CFE Endorses Republican Study Committee's Reconciliation 2.0 Agenda, “Making the American Dream Affordable Again”
- Ryan Ellis
- 1 hour ago
- 2 min read

Washington has spent years talking about affordability while making it harder for families to get ahead. Housing costs remain elevated. Health care bills keep climbing. Energy prices stay volatile. At the same time, federal spending continues to drive price pressures that hit working families first and hardest.
That is why the Republican Study Committee’s Reconciliation 2.0 framework, “Making the American Dream Affordable Again,” deserves serious attention. It reflects a governing approach focused on lowering costs, expanding opportunity, and restoring fiscal discipline rather than relying on slogans or short-term subsidies.
The framework starts from a simple premise. Affordability does not come from bigger government. It comes from removing barriers, expanding supply, restoring competition, and letting families keep more of their own money. That approach aligns closely with the principles the Center for a Free Economy has consistently advanced.
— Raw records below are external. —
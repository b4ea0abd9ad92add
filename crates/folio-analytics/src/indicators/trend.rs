//! 추세 지표 (Trend Indicators).
//!
//! - EMA (Exponential Moving Average)
//! - MACD (Moving Average Convergence Divergence)
//! - 일간 변화율

use serde::{Deserialize, Serialize};

use super::ewm;
use crate::error::{AnalyticsError, Result};

/// EMA 파라미터.
#[derive(Debug, Clone, Copy, Serialize, Deserialize)]
pub struct EmaParams {
    /// EMA 기간 (기본: 20).
    pub period: usize,
}

impl Default for EmaParams {
    fn default() -> Self {
        Self { period: 20 }
    }
}

/// MACD 파라미터.
#[derive(Debug, Clone, Copy, Serialize, Deserialize)]
pub struct MacdParams {
    /// 단기 EMA 기간 (기본: 12).
    pub fast_period: usize,
    /// 장기 EMA 기간 (기본: 26).
    pub slow_period: usize,
    /// 시그널 EMA 기간 (기본: 9).
    pub signal_period: usize,
}

impl Default for MacdParams {
    fn default() -> Self {
        Self {
            fast_period: 12,
            slow_period: 26,
            signal_period: 9,
        }
    }
}

/// MACD 결과.
#[derive(Debug, Clone, Copy, Serialize, Deserialize)]
pub struct MacdResult {
    /// MACD 라인 (단기 EMA - 장기 EMA).
    pub macd: Option<f64>,
    /// 시그널 라인 (MACD의 EMA).
    pub signal: Option<f64>,
    /// 히스토그램 (MACD - 시그널).
    pub histogram: Option<f64>,
}

/// 추세 지표 계산기.
#[derive(Debug, Default)]
pub struct TrendIndicators;

impl TrendIndicators {
    pub fn new() -> Self {
        Self
    }

    /// EMA 계산.
    ///
    /// alpha = 2 / (period + 1) (span 방식)
    pub fn ema(&self, prices: &[f64], params: EmaParams) -> Result<Vec<Option<f64>>> {
        if params.period == 0 {
            return Err(AnalyticsError::InvalidParameter(
                "기간은 0보다 커야 합니다".to_string(),
            ));
        }
        if prices.len() < params.period {
            return Err(AnalyticsError::InsufficientData {
                required: params.period,
                provided: prices.len(),
            });
        }
        let alpha = 2.0 / (params.period as f64 + 1.0);
        Ok(ewm(prices, alpha, params.period))
    }

    /// MACD 계산.
    ///
    /// MACD = EMA(fast) - EMA(slow)
    /// Signal = MACD의 EMA(signal)
    /// Histogram = MACD - Signal
    pub fn macd(&self, prices: &[f64], params: MacdParams) -> Result<Vec<MacdResult>> {
        let required = params.slow_period + params.signal_period;
        if prices.len() < required {
            return Err(AnalyticsError::InsufficientData {
                required,
                provided: prices.len(),
            });
        }

        let fast = self.ema(prices, EmaParams { period: params.fast_period })?;
        let slow = self.ema(prices, EmaParams { period: params.slow_period })?;

        let macd_line: Vec<Option<f64>> = fast
            .iter()
            .zip(slow.iter())
            .map(|(f, s)| match (f, s) {
                (Some(f), Some(s)) => Some(f - s),
                _ => None,
            })
            .collect();

        // 시그널은 MACD가 정의된 구간에서만 계산합니다.
        let first_defined = macd_line.iter().position(|v| v.is_some());
        let mut signal: Vec<Option<f64>> = vec![None; macd_line.len()];
        if let Some(offset) = first_defined {
            let defined: Vec<f64> = macd_line[offset..].iter().filter_map(|v| *v).collect();
            let alpha = 2.0 / (params.signal_period as f64 + 1.0);
            let sig = ewm(&defined, alpha, params.signal_period);
            for (i, v) in sig.into_iter().enumerate() {
                signal[offset + i] = v;
            }
        }

        Ok(macd_line
            .iter()
            .zip(signal.iter())
            .map(|(m, s)| MacdResult {
                macd: *m,
                signal: *s,
                histogram: match (m, s) {
                    (Some(m), Some(s)) => Some(m - s),
                    _ => None,
                },
            })
            .collect())
    }

    /// 일간 변화율 (백분율).
    ///
    /// 첫 행은 비교 대상이 없어 `None`입니다.
    pub fn pct_change(&self, prices: &[f64]) -> Vec<Option<f64>> {
        let mut result = Vec::with_capacity(prices.len());
        for i in 0..prices.len() {
            if i == 0 || prices[i - 1] == 0.0 {
                result.push(None);
            } else {
                result.push(Some((prices[i] - prices[i - 1]) / prices[i - 1] * 100.0));
            }
        }
        result
    }
}

#[cfg(test)]
mod tests {
    use super::*;

    #[test]
    fn test_ema_warmup_and_value() {
        let prices: Vec<f64> = (1..=10).map(|v| v as f64).collect();
        let ema = TrendIndicators::new()
            .ema(&prices, EmaParams { period: 3 })
            .unwrap();
        assert_eq!(ema[0], None);
        assert_eq!(ema[1], None);
        // 초기값은 앞 3개의 단순 평균
        assert_eq!(ema[2], Some(2.0));
        assert!(ema[9].unwrap() > ema[2].unwrap());
    }

    #[test]
    fn test_macd_insufficient_data() {
        let prices = vec![1.0; 10];
        let err = TrendIndicators::new()
            .macd(&prices, MacdParams::default())
            .unwrap_err();
        assert!(matches!(err, AnalyticsError::InsufficientData { .. }));
    }

    #[test]
    fn test_macd_histogram_consistency() {
        let prices: Vec<f64> = (0..60).map(|i| 100.0 + (i as f64).sin() * 5.0 + i as f64).collect();
        let macd = TrendIndicators::new()
            .macd(&prices, MacdParams::default())
            .unwrap();
        let last = macd.last().unwrap();
        let (m, s, h) = (last.macd.unwrap(), last.signal.unwrap(), last.histogram.unwrap());
        assert!((h - (m - s)).abs() < 1e-12);
    }

    #[test]
    fn test_pct_change() {
        let changes = TrendIndicators::new().pct_change(&[100.0, 110.0, 99.0]);
        assert_eq!(changes[0], None);
        assert!((changes[1].unwrap() - 10.0).abs() < 1e-12);
        assert!((changes[2].unwrap() + 10.0).abs() < 1e-12);
    }
}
Housing affordability is a clear example. Federal policy has restricted supply while locking families into high-cost markets. The RSC framework emphasizes expanding housing availability, reducing regulatory friction, and encouraging transactions that make ownership attainable. That matters. Subsidizing demand without addressing supply only pushes prices higher.
Health care affordability follows the same pattern. Years of layered subsidies and regulatory mandates have benefited insurers and middlemen while leaving patients with higher premiums and fewer choices. The framework’s focus on competition, transparency, and patient-directed assistance reflects a needed shift toward consumer control and away from centralized systems that inflate costs.
Energy prices remain another major driver of household budgets. Regulatory delays and permitting bottlenecks have limited domestic production and raised costs across the economy. By prioritizing regulatory certainty and energy independence, the framework addresses affordability at its source rather than treating the symptoms after prices rise.
The framework also confronts federal spending directly. More than $1.6 trillion in identified savings and net deficit reduction signal a serious commitment to fiscal restraint. Persistent deficits are not an abstract concern. They translate into higher prices, higher interest costs, and weaker long-term growth for families trying to build a future.
Finally, the proposal emphasizes permanence. Temporary policies and executive actions leave families and businesses guessing. Codifying reforms provides certainty, supports long-term investment, and prevents future administrations from reversing progress through regulation alone.
Affordability is not a messaging exercise. It is the result of policy choices that either respect markets or override them. The Republican Study Committee’s Reconciliation 2.0 framework points Congress in the right direction. Lawmakers serious about lowering costs and restoring the American Dream should move quickly to act.